» What the exercise asks
In the material below, find every line containing "facts" and copy that line.

» Input for this task

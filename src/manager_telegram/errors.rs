use thiserror::Error;

#[derive(Error, Debug)]
pub enum TelegramError {
    #[error("TelegramError::Http: {0}")]
    Http(String),
    #[error("TelegramError::Document: {0}")]
    Document(String),
    #[error("TelegramError::Api: {0}")]
    Api(String),
}

impl From<ureq::Error> for TelegramError {
    fn from(e: ureq::Error) -> Self {
        TelegramError::Http(e.to_string())
    }
}
impl From<serde_json::Error> for TelegramError {
    fn from(e: serde_json::Error) -> Self {
        TelegramError::Document(e.to_string())
    }
}
use thiserror::Error;
use crate::errors::ProcessingError;

#[derive(Error, Debug)]
#[error("error in communication with meteoblue: {0}")]
pub struct MeteoblueError(pub String);
impl From<ureq::Error> for MeteoblueError {
    fn from(e: ureq::Error) -> MeteoblueError {
        MeteoblueError(format!("http request error: {}", e))
    }
}
impl From<serde_json::Error> for MeteoblueError {
    fn from(e: serde_json::Error) -> MeteoblueError {
        MeteoblueError(format!("json document error: {}", e))
    }
}
impl From<chrono::ParseError> for MeteoblueError {
    fn from(e: chrono::ParseError) -> MeteoblueError {
        MeteoblueError(format!("timestamp parse error: {}", e))
    }
}
impl From<ProcessingError> for MeteoblueError {
    fn from(e: ProcessingError) -> MeteoblueError {
        MeteoblueError(e.to_string())
    }
}
pub mod errors;

use std::time::Duration;
use chrono::{DateTime, Local, NaiveDate, NaiveDateTime, NaiveTime};
use log::info;
use ureq::Agent;
use crate::config::{GeoRef, MeteoblueParameters};
use crate::manager_meteoblue::errors::MeteoblueError;
use crate::models::forecast::{DailyAstroFact, HourlyObservation};
use crate::models::meteoblue::{CloudForecast, SunMoonForecast};

const METEOBLUE_DOMAIN: &str = "http://my.meteoblue.com";

/// Struct for managing forecasts fetched from the meteoblue packages API
pub struct Meteoblue {
    agent: Agent,
    api_key: String,
    timezone: String,
    forecast_days: u8,
    lat: f64,
    long: f64,
}

impl Meteoblue {
    /// Returns a Meteoblue struct ready for fetching forecast packages
    ///
    /// # Arguments
    ///
    /// * 'parameters' - api key, timezone and forecast window from the configuration
    /// * 'geo_ref' - the point to get forecasts for
    pub fn new(parameters: &MeteoblueParameters, geo_ref: &GeoRef) -> Meteoblue {
        let config = Agent::config_builder()
            .timeout_global(Some(Duration::from_secs(30)))
            .build();

        let agent = config.into();

        Self {
            agent,
            api_key: parameters.api_key.clone(),
            timezone: parameters.timezone.clone(),
            forecast_days: parameters.forecast_days,
            lat: geo_ref.lat,
            long: geo_ref.long,
        }
    }

    /// Fetches one forecast package with the common query parameters applied
    ///
    /// # Arguments
    ///
    /// * 'package' - name of the meteoblue package, e.g. "clouds-1h"
    /// * 'extra' - additional query parameters for the package
    fn fetch(&self, package: &str, extra: &[(&str, &str)]) -> Result<String, MeteoblueError> {
        let url = format!("{}/packages/{}", METEOBLUE_DOMAIN, package);
        let days = self.forecast_days.to_string();
        let lat = format!("{:0.4}", self.lat);
        let long = format!("{:0.4}", self.long);

        info!("requesting meteoblue package '{}'", package);

        let mut request = self.agent
            .get(&url)
            .query("apikey", &self.api_key)
            .query("tz", &self.timezone)
            .query("forecast_days", &days)
            .query("format", "json")
            .query("lat", &lat)
            .query("lon", &long);

        for (name, value) in extra {
            request = request.query(*name, *value);
        }

        let json = request
            .call()?
            .body_mut()
            .read_to_string()?;

        Ok(json)
    }

    /// Retrieves the hourly cloud cover forecast for the whole requested
    /// window and drops observations for hours of the current day that have
    /// already passed, since they are of no use in the report.
    ///
    /// # Arguments
    ///
    /// * 'now' - the current local time used to drop elapsed hours
    pub fn get_cloud_forecast(
        &self,
        now: DateTime<Local>,
    ) -> Result<Vec<HourlyObservation>, MeteoblueError> {
        let json = self.fetch("clouds-1h", &[("windspeed", "kmh"), ("temperature", "C")])?;

        let forecast: CloudForecast = serde_json::from_str(&json)?;
        let data = forecast.data_1h;

        if data.time.len() != data.totalcloudcover.len() {
            return Err(MeteoblueError(
                "hourly time and cloud cover arrays differ in length".to_string(),
            ));
        }

        let mut observations: Vec<HourlyObservation> = Vec::with_capacity(data.time.len());
        for (timestamp, cloudiness) in data.time.iter().zip(data.totalcloudcover) {
            let date_time = NaiveDateTime::parse_from_str(timestamp, "%Y-%m-%d %H:%M")?;
            observations.push(HourlyObservation { date_time, cloudiness });
        }

        let today = now.date_naive();
        let time_now = now.time();
        observations.retain(|o| o.date_time.date() != today || o.date_time.time() > time_now);

        info!("received {} hourly cloud cover observations", observations.len());

        Ok(observations)
    }

    /// Retrieves the daily sun and moon forecast. An unrecognized moon phase
    /// name from the provider is a hard error.
    pub fn get_sun_moon_forecast(&self) -> Result<Vec<DailyAstroFact>, MeteoblueError> {
        let json = self.fetch("sunmoon", &[])?;

        let forecast: SunMoonForecast = serde_json::from_str(&json)?;
        let data = forecast.data_day;

        if data.time.len() != data.sunset.len()
            || data.time.len() != data.moonilluminatedfraction.len()
            || data.time.len() != data.moonphasename.len()
        {
            return Err(MeteoblueError(
                "daily sun and moon arrays differ in length".to_string(),
            ));
        }

        let mut facts: Vec<DailyAstroFact> = Vec::with_capacity(data.time.len());
        for i in 0..data.time.len() {
            facts.push(DailyAstroFact {
                date: NaiveDate::parse_from_str(&data.time[i], "%Y-%m-%d")?,
                sunset: NaiveTime::parse_from_str(&data.sunset[i], "%H:%M")?,
                moon_illumination_midday: data.moonilluminatedfraction[i],
                moon_phase: data.moonphasename[i].parse()?,
            });
        }

        info!("received sun and moon facts for {} days", facts.len());

        Ok(facts)
    }
}
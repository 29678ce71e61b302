use serde::{Deserialize, Serialize};

#[derive(Serialize)]
pub struct SendMessage {
    pub chat_id: String,
    pub text: String,
}

/// Response envelope of the Telegram Bot API
#[derive(Deserialize)]
pub struct ApiResponse {
    pub ok: bool,
    #[serde(default)]
    pub description: Option<String>,
}
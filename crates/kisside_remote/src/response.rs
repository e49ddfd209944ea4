use serde_json::Value;

use crate::errors::{local_code, RpcError};
use crate::request::ResponseKind;

#[derive(Clone, Debug, PartialEq)]
pub enum ResponseContent {
    Text(String),
    Json(Value),
    Xml(String),
    Html(String),
    Script(String),
}

/// Terminal payload of one request. Produced at most once, immutable.
#[derive(Clone, Debug, PartialEq)]
pub struct Response {
    pub status: u16,
    pub headers: Vec<(String, String)>,
    pub content: Option<ResponseContent>,
}

impl Response {
    /// Decode a raw body into typed content. An empty body yields `None`
    /// content; an undecodable body for a structured kind is a local
    /// no-data failure.
    pub fn decode(
        kind: ResponseKind,
        status: u16,
        headers: Vec<(String, String)>,
        body: &[u8],
    ) -> Result<Self, RpcError> {
        let text = String::from_utf8_lossy(body);
        if text.trim().is_empty() {
            return Ok(Self {
                status,
                headers,
                content: None,
            });
        }

        let content = match kind {
            ResponseKind::Text => ResponseContent::Text(text.into_owned()),
            ResponseKind::Json => {
                let value: Value = serde_json::from_str(&text).map_err(|err| {
                    RpcError::local(local_code::NO_DATA, format!("undecodable json body: {err}"))
                })?;
                ResponseContent::Json(value)
            }
            ResponseKind::Xml => ResponseContent::Xml(text.into_owned()),
            ResponseKind::Html => ResponseContent::Html(text.into_owned()),
            ResponseKind::Script => ResponseContent::Script(text.into_owned()),
        };

        Ok(Self {
            status,
            headers,
            content: Some(content),
        })
    }

    pub fn json(&self) -> Option<&Value> {
        match &self.content {
            Some(ResponseContent::Json(value)) => Some(value),
            _ => None,
        }
    }

    pub fn text(&self) -> Option<&str> {
        match &self.content {
            Some(ResponseContent::Text(text))
            | Some(ResponseContent::Xml(text))
            | Some(ResponseContent::Html(text))
            | Some(ResponseContent::Script(text)) => Some(text),
            _ => None,
        }
    }
}

#[cfg(test)]
mod tests {
    use pretty_assertions::assert_eq;
    use serde_json::json;

    use super::*;
    use crate::errors::ErrorOrigin;

    #[test]
    fn decodes_json_body() {
        let response =
            Response::decode(ResponseKind::Json, 200, Vec::new(), br#"{"id":1,"result":true}"#)
                .expect("decode");
        assert_eq!(response.json(), Some(&json!({"id": 1, "result": true})));
    }

    #[test]
    fn empty_body_yields_no_content() {
        let response =
            Response::decode(ResponseKind::Json, 200, Vec::new(), b"  \n").expect("decode");
        assert_eq!(response.content, None);
    }

    #[test]
    fn broken_json_is_a_local_no_data_error() {
        let err = Response::decode(ResponseKind::Json, 200, Vec::new(), b"{nope")
            .expect_err("must fail");
        assert_eq!(err.origin, ErrorOrigin::Local);
        assert_eq!(err.code, local_code::NO_DATA);
    }

    #[test]
    fn text_kind_keeps_raw_body() {
        let response =
            Response::decode(ResponseKind::Text, 200, Vec::new(), b"plain payload").expect("decode");
        assert_eq!(response.text(), Some("plain payload"));
        assert_eq!(response.json(), None);
    }
}
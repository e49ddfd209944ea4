use serde::{Deserialize, Serialize};
use serde_json::{Map, Value};

use crate::errors::{local_code, ErrorOrigin, RpcError};

/// Reserved JSON-RPC 2.0 error codes classify as server-origin failures;
/// everything else on the 2.0 wire is an application-level error.
const V2_RESERVED_CODE_MIN: i64 = -32768;
const V2_RESERVED_CODE_MAX: i64 = -32000;

#[derive(Clone, Copy, Debug, Serialize, Deserialize, PartialEq, Eq)]
pub enum ProtocolVersion {
    #[serde(rename = "qx1")]
    Qx1,
    #[serde(rename = "2.0")]
    V2,
}

impl ProtocolVersion {
    pub fn as_str(self) -> &'static str {
        match self {
            ProtocolVersion::Qx1 => "qx1",
            ProtocolVersion::V2 => "2.0",
        }
    }
}

/// One outbound call, frozen at submission time. `id` is the sequence
/// number of the request that carries the envelope.
#[derive(Clone, Debug, PartialEq)]
pub struct CallEnvelope {
    pub service: Option<String>,
    pub method: String,
    pub id: u64,
    pub params: Vec<Value>,
    pub version: ProtocolVersion,
    pub server_data: Option<Value>,
}

impl CallEnvelope {
    /// Render the wire object for this envelope's protocol version.
    /// Allocation: one JSON object. Complexity: O(params).
    pub fn to_wire(&self) -> Value {
        let mut message = Map::<String, Value>::new();
        match self.version {
            ProtocolVersion::Qx1 => {
                message.insert(
                    "service".to_owned(),
                    match &self.service {
                        Some(service) => Value::String(service.clone()),
                        None => Value::Null,
                    },
                );
                message.insert("method".to_owned(), Value::String(self.method.clone()));
                message.insert("id".to_owned(), Value::Number(self.id.into()));
                message.insert("params".to_owned(), Value::Array(self.params.clone()));
                if let Some(server_data) = &self.server_data {
                    message.insert("server_data".to_owned(), server_data.clone());
                }
            }
            ProtocolVersion::V2 => {
                let method = match &self.service {
                    Some(service) => format!("{service}.{}", self.method),
                    None => self.method.clone(),
                };
                message.insert("jsonrpc".to_owned(), Value::String("2.0".to_owned()));
                message.insert("method".to_owned(), Value::String(method));
                message.insert("id".to_owned(), Value::Number(self.id.into()));
                message.insert("params".to_owned(), Value::Array(self.params.clone()));
            }
        }
        Value::Object(message)
    }
}

/// Decode a reply object into its result value or a classified error.
/// A reply id that disagrees with `expected_id` is tolerated with a warning;
/// correlation already happened one level up.
pub fn decode_reply(
    version: ProtocolVersion,
    payload: &Value,
    expected_id: u64,
) -> Result<Value, RpcError> {
    let Some(reply) = payload.as_object() else {
        return Err(RpcError::local(
            local_code::NO_DATA,
            format!("reply is not an object: {payload}"),
        ));
    };

    if let Some(id) = reply.get("id").and_then(Value::as_u64) {
        if id != expected_id {
            tracing::warn!(expected = expected_id, got = id, "reply id mismatch");
        }
    }

    match reply.get("error") {
        Some(error) if !error.is_null() => Err(decode_error(version, error)),
        _ => match reply.get("result") {
            Some(result) => Ok(result.clone()),
            None => Err(RpcError::local(
                local_code::NO_DATA,
                "reply carries neither result nor error",
            )),
        },
    }
}

fn decode_error(version: ProtocolVersion, error: &Value) -> RpcError {
    let code = error.get("code").and_then(Value::as_i64).unwrap_or(0);
    let message = error
        .get("message")
        .and_then(Value::as_str)
        .unwrap_or("unknown server error")
        .to_owned();
    let origin = match version {
        ProtocolVersion::Qx1 => error
            .get("origin")
            .and_then(Value::as_i64)
            .and_then(ErrorOrigin::from_wire_code)
            .unwrap_or(ErrorOrigin::Server),
        ProtocolVersion::V2 => {
            if (V2_RESERVED_CODE_MIN..=V2_RESERVED_CODE_MAX).contains(&code) {
                ErrorOrigin::Server
            } else {
                ErrorOrigin::Application
            }
        }
    };
    RpcError::with_origin(origin, code, message)
}
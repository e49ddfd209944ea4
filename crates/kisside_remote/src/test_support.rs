//! Shared fixtures for in-crate tests. Nothing here ships.

use std::sync::{Arc, Mutex};
use std::time::{Duration, Instant};

use tokio::sync::mpsc;

use crate::errors::RemoteError;
use crate::request::{Request, ResponseKind};
use crate::transport::{
    ProgressRelay, Transport, TransportCapabilities, TransportFailure, TransportFuture,
    TransportState, WireBody, WireRequest, WireResponse,
};

const ALL_KINDS: &[ResponseKind] = &[
    ResponseKind::Text,
    ResponseKind::Json,
    ResponseKind::Xml,
    ResponseKind::Html,
    ResponseKind::Script,
];

type ReplyFn = dyn Fn(&WireRequest) -> (u16, String) + Send + Sync;

enum Behavior {
    /// Answer immediately from the closure.
    Reply(Arc<ReplyFn>),
    /// Record the start, then block until the test releases one reply.
    Gated {
        release_rx: Arc<tokio::sync::Mutex<mpsc::Receiver<(u16, String)>>>,
        started: Arc<Mutex<Vec<u64>>>,
    },
    /// Never complete. Pairs with timeout and cancellation tests.
    Stall,
    /// Blow up inside the exchange task.
    Panic,
}

pub(crate) struct MockTransport {
    capabilities: TransportCapabilities,
    behavior: Behavior,
    seen: Arc<Mutex<Vec<WireRequest>>>,
}

impl MockTransport {
    pub(crate) fn replying(
        reply: impl Fn(&WireRequest) -> (u16, String) + Send + Sync + 'static,
    ) -> Self {
        Self::with_behavior(Behavior::Reply(Arc::new(reply)))
    }

    /// Returns a release handle alongside the transport. Each value sent on
    /// the handle unblocks exactly one in-flight perform.
    pub(crate) fn gated() -> (mpsc::Sender<(u16, String)>, Self) {
        let (release_tx, release_rx) = mpsc::channel(64);
        let transport = Self::with_behavior(Behavior::Gated {
            release_rx: Arc::new(tokio::sync::Mutex::new(release_rx)),
            started: Arc::new(Mutex::new(Vec::new())),
        });
        (release_tx, transport)
    }

    pub(crate) fn stalling() -> Self {
        Self::with_behavior(Behavior::Stall)
    }

    pub(crate) fn panicking() -> Self {
        Self::with_behavior(Behavior::Panic)
    }

    fn with_behavior(behavior: Behavior) -> Self {
        Self {
            capabilities: TransportCapabilities {
                synchronous: true,
                asynchronous: true,
                cross_domain: true,
                file_upload: true,
                program_fields: true,
                response_kinds: ALL_KINDS,
            },
            behavior,
            seen: Arc::new(Mutex::new(Vec::new())),
        }
    }

    pub(crate) fn with_capabilities(mut self, capabilities: TransportCapabilities) -> Self {
        self.capabilities = capabilities;
        self
    }

    /// Every wire request this transport has performed, in order.
    pub(crate) fn seen(&self) -> Vec<WireRequest> {
        self.seen.lock().unwrap().clone()
    }

    /// Sequences whose perform has begun, in start order. Only meaningful
    /// for gated transports.
    pub(crate) fn started(&self) -> Vec<u64> {
        match &self.behavior {
            Behavior::Gated { started, .. } => started.lock().unwrap().clone(),
            _ => Vec::new(),
        }
    }
}

impl Transport for MockTransport {
    fn name(&self) -> &'static str {
        "mock"
    }

    fn capabilities(&self) -> TransportCapabilities {
        self.capabilities
    }

    fn prepare(&self, request: &Request) -> Result<WireRequest, RemoteError> {
        let body = match &request.data {
            Some(data) => WireBody::Raw {
                content_type: "application/json".to_owned(),
                payload: data.clone().into_bytes(),
            },
            None => WireBody::Empty,
        };
        Ok(WireRequest {
            seq: request.seq(),
            url: request.url.clone(),
            method: request.method,
            headers: request.headers.clone(),
            query: request.url_params.clone(),
            body,
        })
    }

    fn perform<'a>(
        &'a self,
        wire: &'a WireRequest,
        relay: &'a ProgressRelay,
    ) -> TransportFuture<'a> {
        Box::pin(async move {
            self.seen.lock().unwrap().push(wire.clone());
            match &self.behavior {
                Behavior::Reply(reply) => {
                    relay.advance(TransportState::Receiving);
                    let (status, body) = reply(wire);
                    Ok(ok_response(status, body))
                }
                Behavior::Gated {
                    release_rx,
                    started,
                } => {
                    started.lock().unwrap().push(wire.seq);
                    let mut rx = release_rx.lock().await;
                    match rx.recv().await {
                        Some((status, body)) => {
                            relay.advance(TransportState::Receiving);
                            Ok(ok_response(status, body))
                        }
                        None => Err(TransportFailure::Network("release handle dropped".into())),
                    }
                }
                Behavior::Stall => {
                    std::future::pending::<()>().await;
                    unreachable!("pending future resolved")
                }
                Behavior::Panic => panic!("transport asked to panic"),
            }
        })
    }
}

fn ok_response(status: u16, body: String) -> WireResponse {
    WireResponse {
        status,
        headers: vec![("content-type".to_owned(), "application/json".to_owned())],
        body: body.into_bytes(),
    }
}

/// Polls a predicate until it holds or the deadline passes. Keeps tests free
/// of fixed sleeps where the condition is observable.
pub(crate) async fn wait_until(deadline: Duration, mut predicate: impl FnMut() -> bool) -> bool {
    let end = Instant::now() + deadline;
    while Instant::now() < end {
        if predicate() {
            return true;
        }
        tokio::time::sleep(Duration::from_millis(10)).await;
    }
    predicate()
}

» Task solution
        let mut facts: Vec<DailyAstroFact> = Vec::with_capacity(data.time.len());
            facts.push(DailyAstroFact {
        info!("received sun and moon facts for {} days", facts.len());
        Ok(facts)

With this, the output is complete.